Thomas Bächler thomas at archlinux.org
Thu Apr 24 12:18:53 EDT 2014


Am 24.04.2014 17:20, schrieb Maciej Puzio:
> I am sorry to say that the decision to replace cron.daily tasks with
> systemd timers is causing problems. After a routine update I noticed
> that my machines now perform daily maintenance tasks exactly at
> midnight. Not only is this time not optimal (too early), but all
> machines perform their maintenance at the same moment, which is far
> from ideal, especially for servers. Previously I had each server to
> perform daily cron jobs at various times, spread between 3 and 6am. On
> my machines this affects updatedb, man-db, logrotate and shadow,
> updatedb generating a lot of I/O and thus being the most problematic.
> I was not able to find any way to configure systemd to fire daily
> calendar timers at a different time of the day (please correct me if I
> missed something). So far I found two workarounds:

This is supposed to be handled by the AccuracySec=, which is supposed to
schedule timers at random times within the specified interval (in our
case, 12h).
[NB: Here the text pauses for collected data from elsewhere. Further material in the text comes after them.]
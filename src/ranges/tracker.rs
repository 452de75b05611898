use std::collections::HashSet;
use chrono::Utc;
use smartstring::alias::String as SmartString;
use crate::error::Result;
use crate::op::Op;
use crate::ranges::dirty::{Dirty, DirtyState};
use crate::ranges::ids::IdGenerator;
use crate::ranges::{Change, ChangeOp, Comment, CommentOp, Metadata, Ranges, Resolution};

/// The tracked changes and comments for one open document.
///
/// A tracker is made when a document is opened for editing, seeded from the persisted ranges. It's
/// then told about every op applied to the document, in version order, exactly once. The
/// persisted log is the source of truth. The tracker is just the in-memory working copy.
#[derive(Debug, Clone)]
pub struct RangesTracker {
    pub(crate) changes: Vec<Change>,
    pub(crate) comments: Vec<Comment>,

    /// When set, inserts and deletes are themselves recorded as new tracked changes.
    pub track_changes: bool,

    pub(crate) ids: IdGenerator,
    pub(crate) dirty: DirtyState,
}

impl RangesTracker {
    pub fn new(changes: Vec<Change>, comments: Vec<Comment>) -> Self {
        Self {
            changes,
            comments,
            track_changes: false,
            ids: IdGenerator::new(),
            dirty: DirtyState::default(),
        }
    }

    pub fn empty() -> Self {
        Self::new(Vec::new(), Vec::new())
    }

    pub fn changes(&self) -> &[Change] {
        &self.changes
    }

    pub fn comments(&self) -> &[Comment] {
        &self.comments
    }

    /// The current state, ready to be persisted.
    pub fn ranges(&self) -> Ranges {
        Ranges { changes: self.changes.clone(), comments: self.comments.clone() }
    }

    pub fn into_ranges(self) -> Ranges {
        Ranges { changes: self.changes, comments: self.comments }
    }

    pub fn id_seed(&self) -> &str {
        self.ids.seed()
    }

    pub fn set_id_seed(&mut self, seed: &str) {
        self.ids.set_seed(seed);
    }

    /// A fresh random seed, for a tracker which should generate its own ids.
    pub fn generate_id_seed() -> SmartString {
        IdGenerator::generate_seed()
    }

    pub fn new_id(&mut self) -> SmartString {
        self.ids.next_id()
    }

    pub fn dirty_state(&self) -> &DirtyState {
        &self.dirty
    }

    pub fn reset_dirty_state(&mut self) {
        self.dirty = DirtyState::default();
    }

    // *** Changes

    /// The first change with the given id. Ids aren't guaranteed unique. Use
    /// [`get_changes`](Self::get_changes) to see all of them.
    pub fn get_change(&self, id: &str) -> Option<&Change> {
        self.changes.iter().find(|c| c.id.as_str() == id)
    }

    /// Every change whose id is in `ids`, in the order they're stored. Duplicated ids all match.
    pub fn get_changes<S: AsRef<str>>(&self, ids: &[S]) -> Vec<&Change> {
        let ids: HashSet<&str> = ids.iter().map(|id| id.as_ref()).collect();
        self.changes.iter()
            .filter(|c| ids.contains(c.id.as_str()))
            .collect()
    }

    pub fn remove_change_id(&mut self, id: &str) {
        self.remove_change_ids(&[id]);
    }

    /// Remove every change whose id is in `ids`, including duplicates. Survivors keep their order.
    pub fn remove_change_ids<S: AsRef<str>>(&mut self, ids: &[S]) {
        if ids.is_empty() { return; }

        let ids: HashSet<&str> = ids.iter().map(|id| id.as_ref()).collect();
        let dirty = &mut self.dirty.change;
        self.changes.retain(|c| {
            if ids.contains(c.id.as_str()) {
                dirty.mark(&c.id, Dirty::Removed);
                false
            } else { true }
        });
    }

    /// Total length of all the tracked deletes. The document with tracked deletes put back is this
    /// much longer than the current text.
    pub fn get_tracked_deletes_length(&self) -> usize {
        self.changes.iter()
            .filter(|c| c.op.is_delete())
            .map(|c| c.op.len())
            .sum()
    }

    // *** Comments

    pub fn get_comment(&self, id: &str) -> Option<&Comment> {
        self.comments.iter().find(|c| c.id.as_str() == id)
    }

    pub fn remove_comment_id(&mut self, id: &str) {
        if self.get_comment(id).is_none() { return; }
        self.comments.retain(|c| c.id.as_str() != id);
        self.dirty.comment.mark(id, Dirty::Removed);
    }

    /// Re-anchor every comment with this id.
    pub fn move_comment_id(&mut self, id: &str, pos: usize, content: &str) {
        for comment in self.comments.iter_mut().filter(|c| c.id.as_str() == id) {
            comment.op.pos = pos;
            comment.op.content = content.into();
            self.dirty.comment.mark(id, Dirty::Moved);
        }
    }

    /// Mark every comment in the thread as resolved.
    pub fn resolve_thread(&mut self, thread: &str, user_id: &str) {
        let ts = Utc::now();
        for comment in self.comments.iter_mut().filter(|c| c.op.thread.as_str() == thread) {
            comment.resolved = Some(Resolution { user_id: user_id.into(), ts });
        }
    }

    pub fn reopen_thread(&mut self, thread: &str) {
        for comment in self.comments.iter_mut().filter(|c| c.op.thread.as_str() == thread) {
            comment.resolved = None;
        }
    }

    pub fn is_thread_resolved(&self, thread: &str) -> bool {
        let mut in_thread = self.comments.iter().filter(|c| c.op.thread.as_str() == thread).peekable();
        in_thread.peek().is_some() && in_thread.all(|c| c.is_resolved())
    }

    pub(crate) fn add_comment(&mut self, pos: usize, content: &str, thread: Option<&str>, metadata: &Metadata) {
        if let Some(thread) = thread {
            if self.get_comment(thread).is_some() {
                self.move_comment_id(thread, pos, content);
                return;
            }
        }

        let id = match thread {
            Some(thread) => thread.into(),
            None => self.new_id(),
        };
        self.dirty.comment.mark(&id, Dirty::Added);
        self.comments.push(Comment {
            op: CommentOp { pos, content: content.into(), thread: id.clone() },
            id,
            metadata: metadata.clone(),
            resolved: None,
        });
    }

    // *** Applying ops

    /// Update all the ranges for an op which has just been applied to the document.
    ///
    /// Ops must be fed in, in order, exactly once each. If this returns an error the op didn't
    /// line up with our ranges. The tracker may be half updated at that point, and should be
    /// thrown away.
    pub fn apply_op(&mut self, op: &Op, mut metadata: Metadata) -> Result<()> {
        if metadata.ts.is_none() {
            metadata.ts = Some(Utc::now());
        }
        tracing::trace!(%op, track_changes = self.track_changes, "applying op to ranges");
        // The OT layer never sends these. Ops with no content would break the adjacency rules.
        debug_assert!(!op.is_empty(), "empty op {op}");

        match op {
            Op::Insert { pos, content } => {
                self.apply_insert_to_changes(*pos, content, false, &metadata);
                self.apply_insert_to_comments(*pos, content);
            }
            Op::RejectInsert { pos, content } => {
                self.apply_insert_to_changes(*pos, content, true, &metadata);
                self.apply_insert_to_comments(*pos, content);
            }
            Op::Delete { pos, content } => {
                self.apply_delete_to_changes(*pos, content, &metadata)?;
                self.apply_delete_to_comments(*pos, content)?;
            }
            Op::Comment { pos, content, thread } => {
                self.add_comment(*pos, content, thread.as_deref(), &metadata);
            }
        }
        Ok(())
    }

    pub fn apply_ops(&mut self, ops: &[Op], metadata: Metadata) -> Result<()> {
        for op in ops {
            self.apply_op(op, metadata.clone())?;
        }
        Ok(())
    }

    /// Add a brand new tracked change.
    ///
    /// Existing changes never move. The new change goes in front of the first change which sorts
    /// after it (by offset, deletes before inserts). In a sorted list that's exactly where a stable
    /// sort would put it.
    pub(crate) fn add_change(&mut self, op: ChangeOp, metadata: &Metadata) {
        let id = self.new_id();
        self.dirty.change.mark(&id, Dirty::Added);

        let key = op.sort_key();
        let idx = self.changes.iter()
            .position(|c| c.op.sort_key() > key)
            .unwrap_or(self.changes.len());
        self.changes.insert(idx, Change { id, op, metadata: metadata.clone() });
    }

    /// Remove changes by index. Indexes are into `self.changes` as it is right now.
    pub(crate) fn remove_changes_at(&mut self, mut idxs: Vec<usize>) {
        idxs.sort_unstable();
        idxs.dedup();
        for idx in idxs.into_iter().rev() {
            let change = self.changes.remove(idx);
            self.dirty.change.mark(&change.id, Dirty::Removed);
        }
    }

    pub(crate) fn mark_change_moved(&mut self, idx: usize) {
        let id = &self.changes[idx].id;
        self.dirty.change.mark(id, Dirty::Moved);
    }
}

impl Default for RangesTracker {
    fn default() -> Self { Self::empty() }
}

impl From<Ranges> for RangesTracker {
    fn from(ranges: Ranges) -> Self {
        Self::new(ranges.changes, ranges.comments)
    }
}
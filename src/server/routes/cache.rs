use actix_web::{get, web, HttpResponse};
use crate::server::cache::error::ConnectionError;
use crate::server::controller::error::CustomError;
use crate::server::model::stats::{PingResponse, StatsResponse};
use crate::server::state::AppState;

#[get("/cache/ping")]
/// round trip to the cache through the pool
async fn ping(data: web::Data<AppState>) -> Result<HttpResponse, CustomError> {
    let client = data.get_cache();
    let mut conn = client.borrow().await?;
    let reply: String = redis::cmd("PING")
        .query_async(&mut *conn)
        .await
        .map_err(ConnectionError::from)?;
    client.release(conn);
    Ok(HttpResponse::Ok().json(PingResponse { reply }))
}

#[get("/cache/stats")]
/// pool settings and counters, no I/O
async fn stats(data: web::Data<AppState>) -> HttpResponse {
    HttpResponse::Ok().json(StatsResponse::from(&data.get_cache()))
}
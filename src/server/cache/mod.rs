//! pooled cache client, built from [`ConnectionConfig`](crate::server::model::config::ConnectionConfig)

pub(crate) mod client;
pub(crate) mod connection;
pub(crate) mod error;
pub(crate) mod factory;
pub(crate) mod holder;
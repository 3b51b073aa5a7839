use serde::{Deserialize, Serialize};
use crate::server::cache::client::{AuthMode, PooledClient};

#[derive(Debug, Serialize, Deserialize, PartialEq)]
pub(crate) struct PingResponse {
    pub reply: String,
}

#[derive(Debug, Serialize, Deserialize, PartialEq)]
pub(crate) struct StatsResponse {
    pub max_total: u32,
    pub max_idle: u32,
    pub max_wait_millis: Option<u64>, // absent when borrowers wait indefinitely
    pub test_on_borrow: bool,
    pub authenticated: bool,
    pub closed: bool,
    pub connections: u32,
    pub idle_connections: u32,
}

impl From<&PooledClient> for StatsResponse {
    fn from(client: &PooledClient) -> Self {
        let tuning = client.tuning();
        let state = client.state();
        Self {
            max_total: tuning.max_total,
            max_idle: tuning.max_idle,
            max_wait_millis: tuning.max_wait.map(|wait| u64::try_from(wait.as_millis()).unwrap_or(u64::MAX)),
            test_on_borrow: tuning.test_on_borrow,
            authenticated: client.auth_mode() == AuthMode::Password,
            closed: client.is_closed(),
            connections: state.connections,
            idle_connections: state.idle_connections,
        }
    }
}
I have no idea why this doesn't work, it's definitely worth
looking into.

> 1. Override timer files and set OnCalendar with a specific time,
> rather than "daily". This has to be done separately for each timer.

Yes, bad solution. As I said above, we should try to figure out why
AccurarySec= doesn't do anything first.

> 2. Restore cron.daily scripts and mask relevant systemd services and
> timers (i.e. revert the configuration to what it was before the
> update). The resulting config is simpler to manage than the first
> workaround (no separate time settings for each task), so I went with
> this one.

This shouldn't be a permanent solution.